• Problem details: Set down exactly the lines of the records from the top to the line containing "and last observed date."; include both.

····················

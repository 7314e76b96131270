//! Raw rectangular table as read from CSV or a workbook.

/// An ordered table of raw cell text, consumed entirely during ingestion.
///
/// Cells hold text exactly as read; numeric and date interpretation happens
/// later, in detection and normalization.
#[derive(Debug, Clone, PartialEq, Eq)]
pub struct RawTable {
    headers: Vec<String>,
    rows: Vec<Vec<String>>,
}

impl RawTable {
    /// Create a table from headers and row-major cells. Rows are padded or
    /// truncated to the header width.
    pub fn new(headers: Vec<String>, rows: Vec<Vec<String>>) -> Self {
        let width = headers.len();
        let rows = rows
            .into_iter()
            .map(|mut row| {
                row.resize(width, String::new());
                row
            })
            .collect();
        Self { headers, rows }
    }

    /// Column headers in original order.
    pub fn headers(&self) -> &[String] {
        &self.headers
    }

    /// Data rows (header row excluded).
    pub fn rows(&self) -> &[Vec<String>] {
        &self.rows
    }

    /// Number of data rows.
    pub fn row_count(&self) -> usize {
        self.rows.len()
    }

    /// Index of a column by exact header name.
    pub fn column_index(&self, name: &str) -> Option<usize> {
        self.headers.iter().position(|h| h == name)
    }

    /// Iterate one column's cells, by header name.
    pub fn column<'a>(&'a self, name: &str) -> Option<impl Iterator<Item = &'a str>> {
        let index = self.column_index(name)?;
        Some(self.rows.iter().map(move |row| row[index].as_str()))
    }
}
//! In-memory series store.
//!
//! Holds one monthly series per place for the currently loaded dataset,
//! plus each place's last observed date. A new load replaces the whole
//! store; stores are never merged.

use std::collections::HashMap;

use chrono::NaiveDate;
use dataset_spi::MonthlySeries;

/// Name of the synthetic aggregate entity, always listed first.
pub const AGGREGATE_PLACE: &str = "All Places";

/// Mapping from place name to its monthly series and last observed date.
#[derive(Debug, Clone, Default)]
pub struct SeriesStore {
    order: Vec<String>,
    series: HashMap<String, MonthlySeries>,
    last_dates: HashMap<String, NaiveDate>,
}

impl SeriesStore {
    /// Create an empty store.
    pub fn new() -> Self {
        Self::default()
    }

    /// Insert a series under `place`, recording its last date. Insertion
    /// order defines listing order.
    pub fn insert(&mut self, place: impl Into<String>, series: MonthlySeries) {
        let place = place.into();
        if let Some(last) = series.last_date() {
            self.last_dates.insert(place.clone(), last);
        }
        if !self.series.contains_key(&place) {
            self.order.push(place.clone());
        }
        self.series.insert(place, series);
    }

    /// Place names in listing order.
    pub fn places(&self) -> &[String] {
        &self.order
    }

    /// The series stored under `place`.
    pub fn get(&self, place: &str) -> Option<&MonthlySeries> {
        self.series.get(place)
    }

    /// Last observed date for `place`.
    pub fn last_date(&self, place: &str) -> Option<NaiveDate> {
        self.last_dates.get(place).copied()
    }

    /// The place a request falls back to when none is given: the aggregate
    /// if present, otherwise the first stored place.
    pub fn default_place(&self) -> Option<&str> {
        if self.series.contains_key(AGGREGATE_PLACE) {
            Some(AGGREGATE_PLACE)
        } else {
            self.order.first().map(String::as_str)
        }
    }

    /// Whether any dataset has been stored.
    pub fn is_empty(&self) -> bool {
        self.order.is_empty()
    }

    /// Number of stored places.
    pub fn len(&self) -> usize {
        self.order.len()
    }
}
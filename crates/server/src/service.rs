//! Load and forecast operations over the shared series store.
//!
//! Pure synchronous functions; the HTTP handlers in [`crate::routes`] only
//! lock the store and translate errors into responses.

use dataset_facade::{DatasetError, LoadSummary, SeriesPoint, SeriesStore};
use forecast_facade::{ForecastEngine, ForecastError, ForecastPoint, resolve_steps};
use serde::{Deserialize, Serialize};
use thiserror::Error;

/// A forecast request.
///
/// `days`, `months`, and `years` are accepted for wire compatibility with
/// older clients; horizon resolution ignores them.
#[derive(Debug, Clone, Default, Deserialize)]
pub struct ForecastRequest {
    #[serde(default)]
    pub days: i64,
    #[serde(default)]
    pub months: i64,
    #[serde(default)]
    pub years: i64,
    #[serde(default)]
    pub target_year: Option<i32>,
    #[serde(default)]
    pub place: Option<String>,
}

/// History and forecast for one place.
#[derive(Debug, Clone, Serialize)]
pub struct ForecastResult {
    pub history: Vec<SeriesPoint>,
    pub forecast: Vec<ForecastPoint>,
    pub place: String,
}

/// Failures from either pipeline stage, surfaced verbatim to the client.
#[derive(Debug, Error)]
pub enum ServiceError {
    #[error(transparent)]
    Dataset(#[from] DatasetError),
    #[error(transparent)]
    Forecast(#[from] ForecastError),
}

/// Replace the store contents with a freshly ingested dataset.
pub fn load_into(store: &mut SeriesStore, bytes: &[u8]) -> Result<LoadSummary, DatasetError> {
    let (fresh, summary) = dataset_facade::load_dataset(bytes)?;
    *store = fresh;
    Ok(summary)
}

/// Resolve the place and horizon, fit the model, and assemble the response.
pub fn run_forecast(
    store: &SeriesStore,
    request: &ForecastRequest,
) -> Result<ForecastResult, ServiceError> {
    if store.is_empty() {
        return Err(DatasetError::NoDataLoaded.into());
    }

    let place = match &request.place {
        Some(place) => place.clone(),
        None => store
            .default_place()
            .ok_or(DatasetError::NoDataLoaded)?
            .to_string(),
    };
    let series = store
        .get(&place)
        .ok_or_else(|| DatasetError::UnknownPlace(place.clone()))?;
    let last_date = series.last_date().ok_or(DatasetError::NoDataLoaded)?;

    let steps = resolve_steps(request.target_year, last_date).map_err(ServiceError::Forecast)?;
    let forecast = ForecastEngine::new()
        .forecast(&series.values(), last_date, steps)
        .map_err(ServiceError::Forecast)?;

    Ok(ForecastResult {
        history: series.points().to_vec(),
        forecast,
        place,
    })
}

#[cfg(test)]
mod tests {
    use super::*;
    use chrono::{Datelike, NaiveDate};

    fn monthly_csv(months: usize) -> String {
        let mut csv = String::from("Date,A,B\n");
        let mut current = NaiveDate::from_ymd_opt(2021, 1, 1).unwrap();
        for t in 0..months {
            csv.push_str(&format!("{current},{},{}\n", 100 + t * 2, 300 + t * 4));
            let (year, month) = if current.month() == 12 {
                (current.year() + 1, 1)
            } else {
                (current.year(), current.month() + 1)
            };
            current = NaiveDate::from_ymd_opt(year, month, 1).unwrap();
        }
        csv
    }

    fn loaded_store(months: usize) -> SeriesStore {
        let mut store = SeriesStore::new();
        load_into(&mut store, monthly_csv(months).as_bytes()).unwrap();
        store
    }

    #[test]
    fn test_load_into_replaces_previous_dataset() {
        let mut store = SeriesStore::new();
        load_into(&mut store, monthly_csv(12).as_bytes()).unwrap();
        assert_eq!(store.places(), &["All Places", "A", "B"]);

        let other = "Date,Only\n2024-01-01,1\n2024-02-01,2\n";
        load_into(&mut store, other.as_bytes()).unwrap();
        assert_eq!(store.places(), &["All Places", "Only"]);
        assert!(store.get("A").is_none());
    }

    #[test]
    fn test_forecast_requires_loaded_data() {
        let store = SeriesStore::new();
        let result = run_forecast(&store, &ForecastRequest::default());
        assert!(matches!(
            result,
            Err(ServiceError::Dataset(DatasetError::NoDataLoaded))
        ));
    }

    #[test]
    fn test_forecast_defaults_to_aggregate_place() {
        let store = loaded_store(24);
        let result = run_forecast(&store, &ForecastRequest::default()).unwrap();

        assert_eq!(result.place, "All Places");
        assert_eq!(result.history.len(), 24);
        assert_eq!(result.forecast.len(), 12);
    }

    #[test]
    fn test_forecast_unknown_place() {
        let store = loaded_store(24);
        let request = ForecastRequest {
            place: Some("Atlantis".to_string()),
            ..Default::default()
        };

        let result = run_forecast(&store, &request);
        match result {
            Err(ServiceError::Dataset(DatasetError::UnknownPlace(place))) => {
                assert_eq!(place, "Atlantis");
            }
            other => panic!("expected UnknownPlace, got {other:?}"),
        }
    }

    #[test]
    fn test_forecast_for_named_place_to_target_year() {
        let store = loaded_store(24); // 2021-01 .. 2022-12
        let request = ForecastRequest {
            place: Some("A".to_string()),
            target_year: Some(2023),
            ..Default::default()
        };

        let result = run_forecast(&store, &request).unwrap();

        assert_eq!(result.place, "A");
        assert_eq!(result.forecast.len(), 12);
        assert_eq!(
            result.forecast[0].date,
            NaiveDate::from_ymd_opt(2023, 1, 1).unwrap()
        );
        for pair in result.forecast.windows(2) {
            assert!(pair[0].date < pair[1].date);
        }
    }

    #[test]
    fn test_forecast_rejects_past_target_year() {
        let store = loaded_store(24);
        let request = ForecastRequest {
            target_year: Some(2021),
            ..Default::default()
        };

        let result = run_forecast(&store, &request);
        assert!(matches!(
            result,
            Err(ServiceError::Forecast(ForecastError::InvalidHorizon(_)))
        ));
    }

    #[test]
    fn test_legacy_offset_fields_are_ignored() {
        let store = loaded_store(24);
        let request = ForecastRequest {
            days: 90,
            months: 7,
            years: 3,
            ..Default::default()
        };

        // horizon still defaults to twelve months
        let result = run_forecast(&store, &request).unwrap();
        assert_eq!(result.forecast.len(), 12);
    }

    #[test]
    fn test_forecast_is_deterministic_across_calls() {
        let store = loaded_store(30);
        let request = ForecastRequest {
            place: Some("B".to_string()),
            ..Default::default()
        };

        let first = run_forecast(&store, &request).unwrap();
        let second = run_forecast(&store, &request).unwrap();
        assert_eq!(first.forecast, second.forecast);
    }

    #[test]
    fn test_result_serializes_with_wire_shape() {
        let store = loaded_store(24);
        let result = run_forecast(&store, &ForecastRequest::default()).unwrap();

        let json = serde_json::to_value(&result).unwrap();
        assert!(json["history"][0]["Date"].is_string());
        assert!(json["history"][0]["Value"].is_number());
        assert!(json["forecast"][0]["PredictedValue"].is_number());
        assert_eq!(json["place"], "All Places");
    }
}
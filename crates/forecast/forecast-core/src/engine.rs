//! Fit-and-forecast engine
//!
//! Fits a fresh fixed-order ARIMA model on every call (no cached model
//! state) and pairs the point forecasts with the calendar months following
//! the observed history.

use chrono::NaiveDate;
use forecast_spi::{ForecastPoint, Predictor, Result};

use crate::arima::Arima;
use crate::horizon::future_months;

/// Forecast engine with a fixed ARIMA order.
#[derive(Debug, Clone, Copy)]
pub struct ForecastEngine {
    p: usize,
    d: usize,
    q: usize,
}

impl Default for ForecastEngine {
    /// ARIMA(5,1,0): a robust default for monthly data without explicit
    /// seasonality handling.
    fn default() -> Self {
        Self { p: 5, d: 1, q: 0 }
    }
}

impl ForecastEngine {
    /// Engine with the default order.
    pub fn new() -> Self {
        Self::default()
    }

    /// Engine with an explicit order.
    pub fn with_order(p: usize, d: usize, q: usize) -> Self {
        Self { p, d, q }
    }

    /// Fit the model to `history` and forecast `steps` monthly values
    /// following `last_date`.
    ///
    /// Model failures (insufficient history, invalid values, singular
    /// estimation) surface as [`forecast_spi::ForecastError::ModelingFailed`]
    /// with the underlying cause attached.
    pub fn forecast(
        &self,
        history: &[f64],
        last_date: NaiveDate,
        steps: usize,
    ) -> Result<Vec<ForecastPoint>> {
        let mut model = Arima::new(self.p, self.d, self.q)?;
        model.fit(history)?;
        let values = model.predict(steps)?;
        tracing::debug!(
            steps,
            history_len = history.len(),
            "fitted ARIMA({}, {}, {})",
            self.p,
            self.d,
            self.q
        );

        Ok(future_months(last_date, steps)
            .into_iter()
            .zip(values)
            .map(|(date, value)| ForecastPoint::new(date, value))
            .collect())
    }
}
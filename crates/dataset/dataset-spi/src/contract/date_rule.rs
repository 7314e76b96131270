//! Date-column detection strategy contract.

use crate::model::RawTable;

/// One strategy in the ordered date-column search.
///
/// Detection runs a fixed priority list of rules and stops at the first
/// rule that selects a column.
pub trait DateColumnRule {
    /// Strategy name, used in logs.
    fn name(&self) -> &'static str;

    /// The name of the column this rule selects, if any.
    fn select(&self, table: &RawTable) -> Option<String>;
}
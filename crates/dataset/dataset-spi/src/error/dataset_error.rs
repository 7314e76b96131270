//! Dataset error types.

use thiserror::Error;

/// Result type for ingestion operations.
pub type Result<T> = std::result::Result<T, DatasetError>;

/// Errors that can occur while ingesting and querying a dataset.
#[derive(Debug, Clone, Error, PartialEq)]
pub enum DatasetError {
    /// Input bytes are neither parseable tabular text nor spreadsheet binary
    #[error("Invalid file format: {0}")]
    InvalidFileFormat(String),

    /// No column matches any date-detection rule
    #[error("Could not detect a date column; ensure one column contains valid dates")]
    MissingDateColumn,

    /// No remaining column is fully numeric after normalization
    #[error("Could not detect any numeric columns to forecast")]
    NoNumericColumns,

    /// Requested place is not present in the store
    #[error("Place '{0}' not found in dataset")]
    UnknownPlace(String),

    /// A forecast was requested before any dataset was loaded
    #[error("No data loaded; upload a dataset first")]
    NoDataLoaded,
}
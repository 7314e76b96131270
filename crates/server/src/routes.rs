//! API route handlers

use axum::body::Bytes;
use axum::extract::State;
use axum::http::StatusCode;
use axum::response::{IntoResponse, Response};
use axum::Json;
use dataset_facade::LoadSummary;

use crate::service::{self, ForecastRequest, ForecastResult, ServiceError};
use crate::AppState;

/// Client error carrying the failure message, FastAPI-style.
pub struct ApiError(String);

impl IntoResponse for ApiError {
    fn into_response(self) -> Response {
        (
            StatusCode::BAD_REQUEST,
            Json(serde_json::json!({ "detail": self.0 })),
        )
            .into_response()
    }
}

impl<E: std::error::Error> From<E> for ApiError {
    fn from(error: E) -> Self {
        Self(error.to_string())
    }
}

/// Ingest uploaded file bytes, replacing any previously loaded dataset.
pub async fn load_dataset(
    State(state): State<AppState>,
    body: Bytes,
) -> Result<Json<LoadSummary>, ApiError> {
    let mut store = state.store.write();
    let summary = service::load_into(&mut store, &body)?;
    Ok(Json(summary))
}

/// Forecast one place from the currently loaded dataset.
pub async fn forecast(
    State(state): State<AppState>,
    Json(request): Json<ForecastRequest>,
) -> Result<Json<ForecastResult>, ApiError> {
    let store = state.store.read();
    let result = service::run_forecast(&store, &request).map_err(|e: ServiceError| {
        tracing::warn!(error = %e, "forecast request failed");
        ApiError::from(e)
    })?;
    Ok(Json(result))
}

····················

• Task output:
repository 7314e76b96131270
//! Raw rectangular table as read from CSV or a workbook.

/// An ordered table of raw cell text, consumed entirely during ingestion.
///
/// Cells hold text exactly as read; numeric and date interpretation happens
/// later, in detection and normalization.
#[derive(Debug, Clone, PartialEq, Eq)]
pub struct RawTable {
    headers: Vec<String>,
    rows: Vec<Vec<String>>,
}

impl RawTable {
    /// Create a table from headers and row-major cells. Rows are padded or
    /// truncated to the header width.
    pub fn new(headers: Vec<String>, rows: Vec<Vec<String>>) -> Self {
        let width = headers.len();
        let rows = rows
            .into_iter()
            .map(|mut row| {
                row.resize(width, String::new());
                row
            })
            .collect();
        Self { headers, rows }
    }

    /// Column headers in original order.
    pub fn headers(&self) -> &[String] {
        &self.headers
    }

    /// Data rows (header row excluded).
    pub fn rows(&self) -> &[Vec<String>] {
        &self.rows
    }

    /// Number of data rows.
    pub fn row_count(&self) -> usize {
        self.rows.len()
    }

    /// Index of a column by exact header name.
    pub fn column_index(&self, name: &str) -> Option<usize> {
        self.headers.iter().position(|h| h == name)
    }

    /// Iterate one column's cells, by header name.
    pub fn column<'a>(&'a self, name: &str) -> Option<impl Iterator<Item = &'a str>> {
        let index = self.column_index(name)?;
        Some(self.rows.iter().map(move |row| row[index].as_str()))
    }
}
//! In-memory series store.
//!
//! Holds one monthly series per place for the currently loaded dataset,
//! plus each place's last observed date. A new load replaces the whole
//! store; stores are never merged.

use std::collections::HashMap;

use chrono::NaiveDate;
use dataset_spi::MonthlySeries;

/// Name of the synthetic aggregate entity, always listed first.
pub const AGGREGATE_PLACE: &str = "All Places";

/// Mapping from place name to its monthly series and last observed date.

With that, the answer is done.